South African actor, poet and musician

Masoja Josiah Msiza (born 5 October 1964) is a South African actor, poet and musician. He is best known for portraying "Nkunzi Mhlongo" in the award-winning telenovela Uzalo.

== Early life ==
Msiza was born in Kwa-Thema, a township in the South African province of Gauteng. His love for acting started when he was 9 years old and he enjoyed participating in art and drama classes. At the age of 14 he participated in a drama competition in his school which he won. After finishing school he found work as a miner and he eventually ended up being fired along with other miners who were involved in a strike. Following his dismissal, he decided to pursue his dream to become an actor and his debut gig was featured in a play called "Mfowethu" which was directed by Gibson Kente.

== Career ==
Msiza began his career as a poet and later a stage and television actor, musician and storyteller. He has appeared in a number of notable films such as Kalushi: The Story of Solomon Mahlangu and A Million Colours. However, his most prominent role is his portrayal of the ruthless crime lord Nkunzebomvu "Nkunzi" Mhlongo on the most viewed television show in South Africa Uzalo. He has also appeared in several TV series such as Scandal!, Shreads and Dreams, Rhythm City, Intersexions, A Place Called Home, Sokhulu & Partners, and Making Cents with the Sitholes.
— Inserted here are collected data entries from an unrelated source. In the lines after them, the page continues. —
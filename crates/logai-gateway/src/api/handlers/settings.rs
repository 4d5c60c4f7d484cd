use axum::Json;
use axum::extract::{Path, State};
use serde::Deserialize;

use crate::api::{ApiResult, AppState};
use crate::provider::API_KEY_SETTING;

#[derive(Deserialize)]
pub struct SettingBody {
    pub value: String,
}

/// Secrets are never echoed back in full.
fn mask(key: &str, value: String) -> String {
    if key != API_KEY_SETTING {
        return value;
    }
    let chars: Vec<char> = value.chars().collect();
    if chars.len() <= 8 {
        return "****".to_string();
    }
    let head: String = chars[..4].iter().collect();
    let tail: String = chars[chars.len() - 4..].iter().collect();
    format!("{}...{}", head, tail)
}

pub async fn get_setting_endpoint(
    Path(key): Path<String>,
    State(state): State<AppState>,
) -> ApiResult<Json<serde_json::Value>> {
    let value = state
        .engine
        .get_setting(&key)
        .await?
        .map(|v| mask(&key, v));
    Ok(Json(serde_json::json!({ "success": true, "key": key, "value": value })))
}

pub async fn put_setting_endpoint(
    Path(key): Path<String>,
    State(state): State<AppState>,
    Json(body): Json<SettingBody>,
) -> ApiResult<Json<serde_json::Value>> {
    state.engine.set_setting(&key, &body.value).await?;
    Ok(Json(serde_json::json!({ "success": true, "key": key })))
}
use std::time::Duration;

use async_trait::async_trait;
use logai_types::TriageError;
use reqwest::Client;
use serde::{Deserialize, Serialize};

use super::{ChatMessage, Completion, ReasoningProvider};
use crate::Result;
use crate::config::LlmConfig;

// ── OpenAI-compatible request/response ──

#[derive(Serialize)]
struct OpenAiRequest<'a> {
    model: &'a str,
    messages: Vec<OpenAiMessage<'a>>,
    max_tokens: u32,
    temperature: f32,
}

#[derive(Serialize)]
struct OpenAiMessage<'a> {
    role: &'a str,
    content: &'a str,
}

#[derive(Deserialize)]
struct OpenAiResponse {
    #[serde(default)]
    model: Option<String>,
    choices: Vec<OpenAiChoice>,
    #[serde(default)]
    usage: Option<OpenAiUsage>,
}

#[derive(Deserialize)]
struct OpenAiChoice {
    message: OpenAiMessageOwned,
}

#[derive(Deserialize)]
struct OpenAiMessageOwned {
    #[serde(default)]
    content: Option<String>,
}

#[derive(Deserialize)]
struct OpenAiUsage {
    total_tokens: Option<i64>,
}

/// Chat completions client for any OpenAI-compatible endpoint.
pub struct OpenAiProvider {
    config: LlmConfig,
    api_key: Option<String>,
    client: Client,
}

impl OpenAiProvider {
    pub fn new(config: LlmConfig, api_key: Option<String>) -> Result<Self> {
        let client = Client::builder()
            .timeout(Duration::from_secs(config.timeout_secs))
            .build()
            .map_err(|e| TriageError::UpstreamUnavailable(format!("http client: {}", e)))?;
        Ok(Self {
            config,
            api_key: api_key.filter(|k| !k.trim().is_empty()),
            client,
        })
    }

    /// Same request as [`ReasoningProvider::complete`] with a key supplied by
    /// the caller, so one client (and its connection pool) can serve keys
    /// that change at runtime.
    pub async fn complete_with_key(
        &self,
        api_key: Option<&str>,
        messages: &[ChatMessage],
    ) -> Result<Completion> {
        let api_key = api_key.filter(|k| !k.trim().is_empty()).ok_or_else(|| {
            TriageError::UpstreamUnavailable(format!(
                "no API key configured (set {} or the openai_api_key setting)",
                self.config.api_key_env
            ))
        })?;

        let req = OpenAiRequest {
            model: &self.config.model,
            messages: messages
                .iter()
                .map(|m| OpenAiMessage {
                    role: &m.role,
                    content: &m.content,
                })
                .collect(),
            max_tokens: self.config.max_tokens,
            temperature: self.config.temperature,
        };

        let res = self
            .client
            .post(&self.config.base_url)
            .header("Authorization", format!("Bearer {}", api_key))
            .json(&req)
            .send()
            .await
            .map_err(|e| {
                if e.is_timeout() {
                    TriageError::UpstreamUnavailable(format!(
                        "reasoning service timed out after {}s",
                        self.config.timeout_secs
                    ))
                } else {
                    TriageError::UpstreamUnavailable(format!("reasoning service unreachable: {}", e))
                }
            })?;

        let status = res.status();
        let body = res
            .text()
            .await
            .map_err(|e| TriageError::UpstreamUnavailable(format!("reading response: {}", e)))?;
        if !status.is_success() {
            return Err(TriageError::UpstreamUnavailable(format!(
                "reasoning service returned {}: {}",
                status,
                truncate(&body, 500)
            )));
        }
        parse_completion(&body, &self.config.model)
    }
}

#[async_trait]
impl ReasoningProvider for OpenAiProvider {
    async fn complete(&self, messages: &[ChatMessage]) -> Result<Completion> {
        self.complete_with_key(self.api_key.as_deref(), messages).await
    }
}

fn parse_completion(body: &str, requested_model: &str) -> Result<Completion> {
    let parsed: OpenAiResponse = serde_json::from_str(body).map_err(|e| {
        TriageError::UpstreamUnavailable(format!("malformed completion response: {}", e))
    })?;
    let text = parsed
        .choices
        .into_iter()
        .next()
        .and_then(|c| c.message.content)
        .unwrap_or_default();
    Ok(Completion {
        text,
        model: parsed.model.unwrap_or_else(|| requested_model.to_string()),
        tokens_used: parsed.usage.and_then(|u| u.total_tokens),
    })
}

fn truncate(text: &str, max: usize) -> &str {
    match text.char_indices().nth(max) {
        Some((idx, _)) => &text[..idx],
        None => text,
    }
}

#[cfg(test)]
mod tests {
    use super::*;

    #[test]
    fn parses_text_model_and_usage() {
        let body = r#"{
            "id": "chatcmpl-1",
            "model": "gpt-4o-mini-2024-07-18",
            "choices": [{"index": 0, "message": {"role": "assistant", "content": "hello"}}],
            "usage": {"prompt_tokens": 10, "completion_tokens": 5, "total_tokens": 15}
        }"#;
        let completion = parse_completion(body, "gpt-4o-mini").unwrap();
        assert_eq!(completion.text, "hello");
        assert_eq!(completion.model, "gpt-4o-mini-2024-07-18");
        assert_eq!(completion.tokens_used, Some(15));
    }

    #[test]
    fn missing_fields_fall_back() {
        let completion = parse_completion(r#"{"choices": []}"#, "local-model").unwrap();
        assert_eq!(completion.text, "");
        assert_eq!(completion.model, "local-model");
        assert_eq!(completion.tokens_used, None);
    }

    #[test]
    fn garbage_is_an_upstream_error() {
        assert!(matches!(
            parse_completion("<html>bad gateway</html>", "m"),
            Err(TriageError::UpstreamUnavailable(_))
        ));
    }

    #[tokio::test]
    async fn missing_key_is_reported_without_a_request() {
        let provider = OpenAiProvider::new(LlmConfig::default(), Some("  ".into())).unwrap();
        let err = provider.complete(&[ChatMessage::user("hi")]).await.unwrap_err();
        assert!(matches!(err, TriageError::UpstreamUnavailable(ref m) if m.contains("OPENAI_API_KEY")));

        let err = provider
            .complete_with_key(Some(""), &[ChatMessage::user("hi")])
            .await
            .unwrap_err();
        assert!(matches!(err, TriageError::UpstreamUnavailable(_)));
    }
}
//! Cluster Status State Machine.
//!
//! Operator transitions between the four states are unconditional. The only
//! automatic transition is RESOLVED -> OPEN when a resolved error recurs;
//! IGNORED and ACKNOWLEDGED clusters keep their status on new occurrences.

use logai_types::ClusterStatus;

/// Operator-requested change. Any distinct pair of states is allowed;
/// asking for the current status is a no-op.
pub fn operator_transition(from: ClusterStatus, to: ClusterStatus) -> Option<ClusterStatus> {
    (from != to).then_some(to)
}

/// Status a cluster takes when a new occurrence is counted, if it changes.
pub fn status_after_occurrence(current: ClusterStatus) -> Option<ClusterStatus> {
    match current {
        ClusterStatus::Resolved => Some(ClusterStatus::Open),
        ClusterStatus::Open | ClusterStatus::Acknowledged | ClusterStatus::Ignored => None,
    }
}

#[cfg(test)]
mod tests {
    use super::*;

    const ALL: [ClusterStatus; 4] = [
        ClusterStatus::Open,
        ClusterStatus::Acknowledged,
        ClusterStatus::Resolved,
        ClusterStatus::Ignored,
    ];

    #[test]
    fn operator_transitions_are_unguarded() {
        for from in ALL {
            for to in ALL {
                let expected = if from == to { None } else { Some(to) };
                assert_eq!(operator_transition(from, to), expected, "{:?} -> {:?}", from, to);
            }
        }
    }

    #[test]
    fn only_resolved_reopens() {
        assert_eq!(
            status_after_occurrence(ClusterStatus::Resolved),
            Some(ClusterStatus::Open)
        );
        assert_eq!(status_after_occurrence(ClusterStatus::Ignored), None);
        assert_eq!(status_after_occurrence(ClusterStatus::Acknowledged), None);
        assert_eq!(status_after_occurrence(ClusterStatus::Open), None);
    }
}
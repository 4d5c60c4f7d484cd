//! Gateway configuration: a TOML file with every field defaulted, then
//! environment overrides, then command-line flags.

use std::path::{Path, PathBuf};

use anyhow::{Context, Result};
use logai_core::TriageConfig;
use serde::{Deserialize, Serialize};

use crate::cli::CliArgs;

pub const DEFAULT_HOST: &str = "127.0.0.1";
pub const DEFAULT_PORT: u16 = 17990;

#[derive(Debug, Clone, Default, PartialEq, Serialize, Deserialize)]
#[serde(default)]
pub struct GatewayConfig {
    pub server: ServerConfig,
    pub database: DatabaseConfig,
    pub logging: LoggingConfig,
    pub triage: TriageConfig,
}

#[derive(Debug, Clone, PartialEq, Serialize, Deserialize)]
#[serde(default)]
pub struct ServerConfig {
    pub host: String,
    pub port: u16,
}

impl Default for ServerConfig {
    fn default() -> Self {
        Self {
            host: DEFAULT_HOST.to_string(),
            port: DEFAULT_PORT,
        }
    }
}

#[derive(Debug, Clone, Default, PartialEq, Serialize, Deserialize)]
#[serde(default)]
pub struct DatabaseConfig {
    /// Defaults to `logai/logai.db` under the platform data directory.
    pub path: Option<PathBuf>,
}

#[derive(Debug, Clone, PartialEq, Serialize, Deserialize)]
#[serde(default)]
pub struct LoggingConfig {
    pub level: String,
    /// Off when only the `/api/logs/stream` feed should see log lines.
    pub stdout: bool,
}

impl Default for LoggingConfig {
    fn default() -> Self {
        Self {
            level: "info".to_string(),
            stdout: true,
        }
    }
}

impl GatewayConfig {
    pub fn from_toml_str(raw: &str) -> Result<Self> {
        Ok(toml::from_str(raw)?)
    }

    pub fn from_file(path: &Path) -> Result<Self> {
        let raw = std::fs::read_to_string(path)
            .with_context(|| format!("reading config file {}", path.display()))?;
        Self::from_toml_str(&raw).with_context(|| format!("parsing config file {}", path.display()))
    }

    /// Resolve the effective configuration for a process.
    pub fn load(args: &CliArgs) -> Result<Self> {
        let env = |key: &str| std::env::var(key).ok();
        let path = args.config.clone().or_else(|| env("LOGAI_CONFIG").map(PathBuf::from));
        let mut config = match path {
            Some(path) => Self::from_file(&path)?,
            None => Self::default(),
        };
        config.apply_env(env)?;
        config.apply_args(args);
        Ok(config)
    }

    pub fn apply_env(&mut self, lookup: impl Fn(&str) -> Option<String>) -> Result<()> {
        if let Some(db) = lookup("LOGAI_DB") {
            self.database.path = Some(PathBuf::from(db));
        }
        if let Some(host) = lookup("LOGAI_HOST") {
            self.server.host = host;
        }
        if let Some(port) = lookup("LOGAI_PORT") {
            self.server.port = port
                .parse()
                .with_context(|| format!("LOGAI_PORT is not a port number: {}", port))?;
        }
        if let Some(level) = lookup("LOGAI_LOG_LEVEL") {
            self.logging.level = level;
        }
        Ok(())
    }

    pub fn apply_args(&mut self, args: &CliArgs) {
        if let Some(host) = &args.host {
            self.server.host = host.clone();
        }
        if let Some(port) = args.port {
            self.server.port = port;
        }
        if let Some(db) = &args.db {
            self.database.path = Some(db.clone());
        }
    }

    pub fn database_path(&self) -> PathBuf {
        self.database.path.clone().unwrap_or_else(|| {
            dirs::data_dir()
                .unwrap_or_else(|| PathBuf::from("."))
                .join("logai")
                .join("logai.db")
        })
    }
}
In 2016, he got his first starring role in television in a telenovela called "Ring of Lies".

In 2004, he wrote poems for the South African National Football Team during the AFCON tournament held in Tunisia. He also wrote and performed promo poems for the largest radio station in South Africa Ukhozi FM.

On June 22, 2019, Masoja Msiza alongside Dudu Khoza presented the first annual Cothoza Music Awards hosted by the multi-award-winning A cappella group Ladysmith Black Mambazo.

== Filmography ==

| Year | Film | Role |
|---|---|---|
| 2011 | Sokhulu & Partners | Mthethwa |
| 2011 | Isidingo | Saul |
| 2012 | Zama Zama | Oliver |
| 2013 | Zabalaza | Lary |
| 2013 | Mfolozi Street | Mandla |
| 2013 | Intersexions | Malinga |
| 2013-2014 | Inkaba | Goodman |
| 2012 | A place called home | Hudson |
| 2016 | Isibaya | Bhodlimpi |
| 2016 | Kalushi: The Story of Solomon Mahlangu | Rev. Ndlovu |
| 2014 | Rhythm City (TV series) | Joe Mafelane |
| 2015 | Zone 14 | Thomas |
| 2015-2016 | Umlilo | Welcome |
| 2015 | Ya Lla | Gate Guard |
| 2015-2017 | Rings Of Lies | Mandla |
| 2018–Present | Uzalo | Nkunzebomvu Mhlongo |

== Poems and songs==
- Time to Rhyme
- Babulawelani
- The Click Poem
- Nokuthula
- The 8th Man
- Hamba Nami
- My Love
- Hallelujah
- Mbalif
- My Skin
- Women and the Ocean

== Personal life ==
Msiza is a father of three, one son and two daughters.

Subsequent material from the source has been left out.